I knew it would be awful. Just not that awful. In other words, they wrap us up in everything we need from our families, from the bottom up and the top down.
Bear with me while I elaborate:. First, grown up dogs may be sentient adult mammals, but they are non-verbal and basically helpless, just like our own young. However, it is of course also an advantage, in that it makes our relationship with them simpler and devoid of the baggage that weighs on our human relationships like an anchor.
And many ways, they are as helpless as a toddler.

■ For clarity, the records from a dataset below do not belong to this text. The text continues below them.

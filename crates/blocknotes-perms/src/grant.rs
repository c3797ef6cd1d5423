//! Share grant payloads.
//!
//! A grant adds one principal to a note's share set. Grants are append-only:
//! there is no revoke counterpart.

use blocknotes_core::{Note, NoteId, Principal};

/// Payload of a share operation.
#[derive(Debug, Clone, Copy, PartialEq, Eq)]
pub struct ShareGrant {
    /// The note being shared.
    pub note_id: NoteId,

    /// The principal being granted read access.
    pub grantee: Principal,
}

impl ShareGrant {
    /// Create a new grant.
    pub fn new(note_id: NoteId, grantee: Principal) -> Self {
        Self { note_id, grantee }
    }

    /// Apply the grant to a note.
    ///
    /// Returns `false` if the grantee was already in the share set.
    /// Ownership is not checked here; see [`crate::ensure_owner`].
    pub fn apply(&self, note: &mut Note) -> bool {
        debug_assert_eq!(note.id, self.note_id);
        note.shared_with.insert(self.grantee)
    }
}
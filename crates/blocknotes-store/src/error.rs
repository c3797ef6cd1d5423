//! Error types for the store module.

use blocknotes_core::NoteId;
use thiserror::Error;

/// Errors that can occur during store operations.
#[derive(Debug, Error)]
pub enum StoreError {
    /// Database error from SQLite.
    #[error("database error: {0}")]
    Database(#[from] rusqlite::Error),

    /// A mutation targeted a note the store does not hold.
    #[error("note not found: {0}")]
    NotFound(NoteId),

    /// Invalid data in storage.
    #[error("invalid data: {0}")]
    InvalidData(String),

    /// Migration error.
    #[error("migration error: {0}")]
    Migration(String),

    /// A lock guarding store state was poisoned by a panicking writer.
    #[error("store lock poisoned: {0}")]
    Poisoned(String),

    /// A blocking task failed to complete.
    #[error("blocking task failed: {0}")]
    Join(String),
}

impl<T> From<std::sync::PoisonError<T>> for StoreError {
    fn from(e: std::sync::PoisonError<T>) -> Self {
        StoreError::Poisoned(e.to_string())
    }
}

impl From<tokio::task::JoinError> for StoreError {
    fn from(e: tokio::task::JoinError) -> Self {
        StoreError::Join(e.to_string())
    }
}

/// Result type for store operations.
pub type Result<T> = std::result::Result<T, StoreError>;
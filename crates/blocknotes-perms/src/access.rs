//! Read access classification.
//!
//! The rules are evaluated against a single note and a single caller.
//! Existence is the caller's concern: by the time a note reaches this
//! module it has already been loaded from the store.

use blocknotes_core::{Note, Principal, Visibility};

use crate::error::{PermsError, Result};

/// Why a read was allowed, or that it was not.
#[derive(Debug, Clone, Copy, PartialEq, Eq)]
pub enum AccessDecision {
    /// The note is public.
    Public,
    /// The caller owns the note.
    Owner,
    /// The note is shared and the caller holds a grant.
    SharedGrant,
    /// None of the rules matched.
    Denied,
}

impl AccessDecision {
    /// Whether the read may proceed.
    pub fn is_allowed(self) -> bool {
        !matches!(self, AccessDecision::Denied)
    }
}

/// Classify a read attempt.
pub fn classify_read(note: &Note, caller: &Principal) -> AccessDecision {
    if note.visibility == Visibility::Public {
        return AccessDecision::Public;
    }

    if note.is_owned_by(caller) {
        return AccessDecision::Owner;
    }

    match note.visibility {
        Visibility::Shared if note.is_shared_with(caller) => AccessDecision::SharedGrant,
        // Grants on a private note stay dormant.
        _ => AccessDecision::Denied,
    }
}

/// Classify a read attempt, failing with `Unauthorized` when denied.
pub fn authorize_read(note: &Note, caller: &Principal) -> Result<AccessDecision> {
    match classify_read(note, caller) {
        AccessDecision::Denied => Err(PermsError::Unauthorized {
            note_id: note.id,
            caller: *caller,
        }),
        decision => Ok(decision),
    }
}
//! Test fixtures and helpers.
//!
//! Common setup code for integration tests.

use blocknotes::{Notes, NotesConfig};
use blocknotes_core::{Keypair, Principal};
use blocknotes_store::MemoryStore;

/// A test party: a keypair and the principal it speaks for.
pub struct TestFixture {
    pub keypair: Keypair,
}

impl TestFixture {
    /// Create a new test fixture with a random keypair.
    pub fn new() -> Self {
        Self {
            keypair: Keypair::generate(),
        }
    }

    /// Create with a deterministic keypair from seed.
    pub fn with_seed(seed: [u8; 32]) -> Self {
        Self {
            keypair: Keypair::from_seed(&seed),
        }
    }

    /// The principal this party calls as.
    pub fn principal(&self) -> Principal {
        self.keypair.principal()
    }
}

impl Default for TestFixture {
    fn default() -> Self {
        Self::new()
    }
}

/// Create multiple test fixtures for multi-party tests.
///
/// Deterministic: the same `count` always yields the same principals.
pub fn multi_party_fixtures(count: usize) -> Vec<TestFixture> {
    (0..count)
        .map(|i| {
            let mut seed = [0u8; 32];
            seed[..8].copy_from_slice(&(i as u64).to_le_bytes());
            seed[31] = 0xb1;
            TestFixture::with_seed(seed)
        })
        .collect()
}

/// A registry over a fresh in-memory store with default config.
pub fn memory_registry() -> Notes<MemoryStore> {
    Notes::new(MemoryStore::new(), NotesConfig::default())
}

#[cfg(test)]
mod tests {
    use super::*;
    use blocknotes_core::Visibility;

    #[test]
    fn test_multi_party() {
        let parties = multi_party_fixtures(3);

        let pks: Vec<_> = parties.iter().map(|p| p.principal()).collect();
        assert_ne!(pks[0], pks[1]);
        assert_ne!(pks[1], pks[2]);
        assert_ne!(pks[0], pks[2]);
    }

    #[test]
    fn test_multi_party_deterministic() {
        let a = multi_party_fixtures(2);
        let b = multi_party_fixtures(2);
        assert_eq!(a[1].principal(), b[1].principal());
    }

    #[tokio::test]
    async fn test_memory_registry_is_fresh() {
        let mut notes = memory_registry();
        let owner = TestFixture::new().principal();

        let id = notes.create(&owner, "first", Visibility::Private).await.unwrap();
        assert_eq!(id.get(), 1);

        // A second registry does not share state with the first.
        let other = memory_registry();
        assert_eq!(other.note_count().await.unwrap(), 0);
    }
}
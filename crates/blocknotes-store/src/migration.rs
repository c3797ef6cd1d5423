//! Versioned schema for the SQLite backend.
//!
//! `MIGRATIONS[n]` takes the schema from version `n` to `n + 1`. Applied
//! versions are recorded in `schema_migrations`; a database written by a
//! newer build is refused rather than guessed at.

use rusqlite::{params, Connection, OptionalExtension};

use crate::error::{Result, StoreError};

type Migration = fn(&Connection) -> Result<()>;

const MIGRATIONS: &[Migration] = &[apply_v1];

/// Schema version this build writes.
pub const CURRENT_VERSION: u32 = MIGRATIONS.len() as u32;

/// Highest applied schema version, or 0 for a fresh database.
pub fn schema_version(conn: &Connection) -> Result<u32> {
    let has_table = conn
        .query_row(
            "SELECT 1 FROM sqlite_master WHERE type = 'table' AND name = 'schema_migrations'",
            [],
            |_| Ok(()),
        )
        .optional()?
        .is_some();
    if !has_table {
        return Ok(0);
    }

    let version = conn.query_row(
        "SELECT COALESCE(MAX(version), 0) FROM schema_migrations",
        [],
        |row| row.get(0),
    )?;
    Ok(version)
}

/// Bring the schema up to [`CURRENT_VERSION`]. Safe to call on every open.
pub fn migrate(conn: &mut Connection) -> Result<()> {
    let found = schema_version(conn)?;
    if found > CURRENT_VERSION {
        return Err(StoreError::Migration(format!(
            "schema version {found} is newer than this build ({CURRENT_VERSION})"
        )));
    }
    if found == CURRENT_VERSION {
        return Ok(());
    }

    let tx = conn.transaction()?;
    tx.execute(
        "CREATE TABLE IF NOT EXISTS schema_migrations (
            version INTEGER PRIMARY KEY,
            applied_at INTEGER NOT NULL
        )",
        [],
    )?;

    for (step, apply) in MIGRATIONS.iter().enumerate().skip(found as usize) {
        let version = step as u32 + 1;
        tracing::debug!(version, "applying schema migration");
        apply(&tx)?;
        tx.execute(
            "INSERT INTO schema_migrations (version, applied_at) VALUES (?1, ?2)",
            params![version, crate::now_millis()],
        )?;
    }

    tx.commit()?;
    Ok(())
}

/// Migration v1: Initial schema.
fn apply_v1(conn: &Connection) -> Result<()> {
    conn.execute_batch(
        r#"
        -- AUTOINCREMENT keeps sqlite from ever reissuing the id of a deleted row.
        CREATE TABLE notes (
            id INTEGER PRIMARY KEY AUTOINCREMENT,
            content TEXT NOT NULL CHECK (length(content) > 0),
            owner BLOB NOT NULL,              -- 32 bytes, Ed25519 public key
            visibility INTEGER NOT NULL CHECK (visibility BETWEEN 0 AND 2)
        );

        -- Append-only share grants. Rows go away only with their note.
        CREATE TABLE note_shares (
            note_id INTEGER NOT NULL,
            grantee BLOB NOT NULL,            -- 32 bytes, Ed25519 public key
            PRIMARY KEY (note_id, grantee)
        );

        CREATE INDEX idx_notes_owner ON notes(owner);
        "#,
    )?;

    Ok(())
}
//! # BlockNotes Core
//!
//! Pure primitives for BlockNotes: principals, note identifiers, visibility
//! levels, the note entity and the notifications emitted when notes change.
//!
//! This crate contains no I/O, no storage, no access rules. Those live in
//! `blocknotes-store` and `blocknotes-perms`.
//!
//! ## Key Types
//!
//! - [`Principal`] - Identity of a calling party (Ed25519 public key)
//! - [`NoteId`] - Sequential note identifier, `0` is reserved as "not found"
//! - [`Visibility`] - Closed three-way access class of a note
//! - [`Note`] - The stored record: content, owner, visibility, share set
//! - [`NoteEvent`] - Notifications for external observers

pub mod crypto;
pub mod error;
pub mod event;
pub mod note;
pub mod types;

pub use crypto::{Keypair, Principal};
pub use error::{CoreError, Result};
pub use event::NoteEvent;
pub use note::{Note, ShareSet};
pub use types::{Amount, NoteId, Visibility};
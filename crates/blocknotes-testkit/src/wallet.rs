//! Sender-side accounting for transfer scenarios.
//!
//! The registry only ever sees the amount; what the sender pays to submit
//! the transfer is modelled here so tests can check the sender ends up
//! down exactly the submission fee.

use blocknotes::Refund;
use blocknotes_core::{Amount, Principal};

/// A principal with a spendable balance.
#[derive(Debug, Clone)]
pub struct Wallet {
    pub owner: Principal,
    balance: Amount,
}

impl Wallet {
    /// Create a wallet holding `balance`.
    pub fn new(owner: Principal, balance: Amount) -> Self {
        Self { owner, balance }
    }

    /// Current balance.
    pub fn balance(&self) -> Amount {
        self.balance
    }

    /// Pay `amount` plus `fee`. Returns the amount in flight, or `None` if
    /// the wallet cannot cover both.
    pub fn send(&mut self, amount: Amount, fee: Amount) -> Option<Amount> {
        let total = amount.checked_add(fee)?;
        self.balance = self.balance.checked_sub(total)?;
        Some(amount)
    }

    /// Apply a refund addressed to this wallet.
    ///
    /// # Panics
    ///
    /// If the refund is addressed to someone else.
    pub fn credit(&mut self, refund: &Refund) {
        assert_eq!(refund.to, self.owner, "refund credited to the wrong wallet");
        self.balance += refund.amount;
    }
}

#[cfg(test)]
mod tests {
    use super::*;

    #[test]
    fn test_send_and_credit() {
        let owner = Principal::from_bytes([1; 32]);
        let mut wallet = Wallet::new(owner, 1_000);

        assert_eq!(wallet.send(400, 10), Some(400));
        assert_eq!(wallet.balance(), 590);

        wallet.credit(&Refund { to: owner, amount: 400 });
        assert_eq!(wallet.balance(), 990);
    }

    #[test]
    fn test_send_insufficient_funds() {
        let mut wallet = Wallet::new(Principal::from_bytes([1; 32]), 100);

        assert_eq!(wallet.send(95, 10), None);
        assert_eq!(wallet.balance(), 100);
    }
}
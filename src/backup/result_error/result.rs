use crate::backup::result_error::error::Error;
use crate::backup::result_error::{AddFunctionName, AddMsg};

pub type Result<T> = std::result::Result<T, Error>;

impl<R, S: Into<String>> AddFunctionName<S> for Result<R> {
    fn add_fn_name(self, fn_name: S) -> Self {
        self.map_err(|e| e.add_fn_name(fn_name))
    }
}

impl<R, S: Into<String>> AddMsg<S> for Result<R> {
    fn add_msg(self, msg: S) -> Self {
        self.map_err(|e| e.add_msg(msg))
    }
}

/// Merges two independent results, keeping every error that occurred.
pub fn join_results<A, B>(a: Result<A>, b: Result<B>) -> Result<(A, B)> {
    match (a, b) {
        (Ok(a), Ok(b)) => Ok((a, b)),
        (Err(e), Ok(_)) | (Ok(_), Err(e)) => Err(e),
        (Err(e1), Err(e2)) => Err(e1.chain(e2)),
    }
}
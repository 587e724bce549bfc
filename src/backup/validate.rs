//! Validation functions for configuration values.

use validator::ValidationError;

use std::path::Path;

pub fn validate_dir_exist<P: AsRef<Path>>(dir: P) -> Result<(), ValidationError> {
    let dir = dir.as_ref();
    if dir.exists() {
        if !dir.is_dir() {
            return Err(ValidationError::new("InvalidDirectory")
                .with_message(format!("{:?} is not a directory", dir).into()));
        }
    } else {
        return Err(ValidationError::new("InvalidDirectory")
            .with_message(format!("{:?} not found", dir).into()));
    }

    Ok(())
}

pub fn validate_dir_exist_or_created<P: AsRef<Path>>(dir: P) -> Result<(), ValidationError> {
    let dir = dir.as_ref();
    if dir.exists() {
        if !dir.is_dir() {
            return Err(ValidationError::new("InvalidDirectory")
                .with_message(format!("{:?} is not a directory", dir).into()));
        }
    } else {
        return std::fs::create_dir_all(dir).map_err(|e| {
            ValidationError::new("InvalidDirectory").with_message(
                format!("cannot create or access directory {:?}: {}", dir, e).into(),
            )
        });
    }

    Ok(())
}

pub fn validate_writable_dir<P: AsRef<Path>>(dir: P) -> Result<(), ValidationError> {
    let dir = dir.as_ref();
    validate_dir_exist_or_created(dir)?;
    let md = std::fs::metadata(dir).map_err(|e| {
        ValidationError::new("InvalidDirectory")
            .with_message(format!("cannot access metadata for {:?}: {}", dir, e).into())
    })?;
    if md.permissions().readonly() {
        Err(ValidationError::new("InvalidDirectory")
            .with_message(format!("cannot write to dir {:?}", dir).into()))
    } else {
        Ok(())
    }
}

pub fn validate_chunk_size(chunk_size: usize) -> Result<(), ValidationError> {
    if !chunk_size.is_power_of_two() {
        return Err(ValidationError::new("InvalidChunkSize")
            .with_message(format!("chunk_size {chunk_size} is not a power of two").into()));
    }

    Ok(())
}
use liblzma::write::XzEncoder;
use std::io::{Error, Write};

/// Flushes a layered writer's trailer and hands back the inner writer.
pub trait Finish<O> {
    fn finish(self) -> Result<O, Error>;
}

impl<W: Write> Finish<W> for XzEncoder<W> {
    fn finish(self) -> Result<W, Error> {
        self.finish()
    }
}
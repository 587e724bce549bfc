use clap::{Parser, Subcommand};
use incr_backup::backup::backup_config::{BackupConfig, Strategy};
use incr_backup::backup::cancel::CancelToken;
use incr_backup::backup::observer::TracingObserver;
use incr_backup::backup::pipeline::summary::BackupSummary;
use incr_backup::backup::pipeline::BackupPipeline;
use incr_backup::backup::restore::{restore, restore_backup_dir};
use incr_backup::backup::result_error::error::Error;
use incr_backup::backup::result_error::result::Result;
use incr_backup::backup::result_error::AddMsg;
use std::path::PathBuf;
use std::process::exit;
use std::sync::Arc;
use tracing::{error, info, warn};
use validator::Validate;

/// Incremental backup of big folders, one archive per changed subfolder
#[derive(Parser, Debug)]
#[command(version, about, long_about = None)]
struct Args {
    #[command(subcommand)]
    command: Command,
}

#[derive(Subcommand, Debug)]
enum Command {
    /// Back up everything that changed since the last run
    Backup(BackupArgs),
    /// Unpack a container, or every container of a backup directory
    Restore {
        #[arg(short, long)]
        archive: PathBuf,
        #[arg(short, long)]
        destination: PathBuf,
    },
}

#[derive(clap::Args, Debug)]
struct BackupArgs {
    /// Location of config file
    #[arg(short, long)]
    config: Option<PathBuf>,
    #[arg(short, long, required_unless_present = "config", conflicts_with = "config")]
    source: Option<PathBuf>,
    #[arg(short, long, required_unless_present = "config", conflicts_with = "config")]
    destination: Option<PathBuf>,
    #[arg(long, value_enum, conflicts_with = "config")]
    strategy: Option<Strategy>,
    /// Worker threads, defaults to the number of cores
    #[arg(short, long, conflicts_with = "config")]
    workers: Option<usize>,
}

impl BackupArgs {
    fn into_config(self) -> Result<BackupConfig> {
        let config = match (self.config, self.source, self.destination) {
            (Some(path), _, _) => return BackupConfig::load(path),
            (None, Some(source), Some(destination)) => BackupConfig::builder()
                .source(source)
                .destination(destination)
                .strategy(self.strategy.unwrap_or_default())
                .maybe_workers(self.workers)
                .build(),
            _ => {
                return Err(Error::from(std::io::Error::new(
                    std::io::ErrorKind::InvalidInput,
                    "either --config or both --source and --destination are required",
                )))
            }
        };
        config
            .validate()
            .map_err(Error::from)
            .add_msg("Invalid backup arguments")?;
        Ok(config)
    }
}

fn backup(args: BackupArgs) -> Result<BackupSummary> {
    let config = args.into_config()?;
    let cancel = CancelToken::new();
    let handler_token = cancel.clone();
    if let Err(e) = ctrlc::set_handler(move || {
        warn!("Interrupted, finishing in-flight writes");
        handler_token.cancel();
    }) {
        warn!("Cannot install Ctrl-C handler: {e}");
    }

    BackupPipeline::new(config, Arc::new(TracingObserver), cancel)?.run()
}

fn main() {
    tracing_subscriber::fmt::init();
    let args = Args::parse();

    match args.command {
        Command::Backup(args) => match backup(args) {
            Ok(summary) => {
                println!("{summary}");
                if summary.has_failures() {
                    exit(1);
                }
            }
            Err(e) if e.is_cancelled() => {
                warn!("Backup cancelled, completed units are recorded");
                exit(130);
            }
            Err(e) => {
                error!("{e}");
                exit(1);
            }
        },
        Command::Restore {
            archive,
            destination,
        } => {
            let res = if archive.is_dir() {
                restore_backup_dir(&archive, &destination).map(|restored| restored.len())
            } else {
                restore(&archive, &destination).map(|_| 1)
            };
            match res {
                Ok(count) => info!("Restored {count} containers into {:?}", destination),
                Err(e) => {
                    error!("{e}");
                    exit(1);
                }
            }
        }
    }
}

Thus, dogs elicit primal emotions from us that are central to our being. Our brain, hormones and behavior are designed to respond to young, helpless mammals. None of this is new to any of us, right? Most of the time dogs seem to think we hung the moon, even though none of us really deserve it. But most of the time, there is simply no one in our lives that loves us as much as does a dog. The desire for it is as primal as the need to nurture baby mammals.
We hear at length about the need for children to feel unconditional love from their parents to be truly healthy as adults. Remember that this does not mean spoiling children or creating no boundaries. I love you does not equal I love everything you do. Ask any parent or child how easy this is to pull off.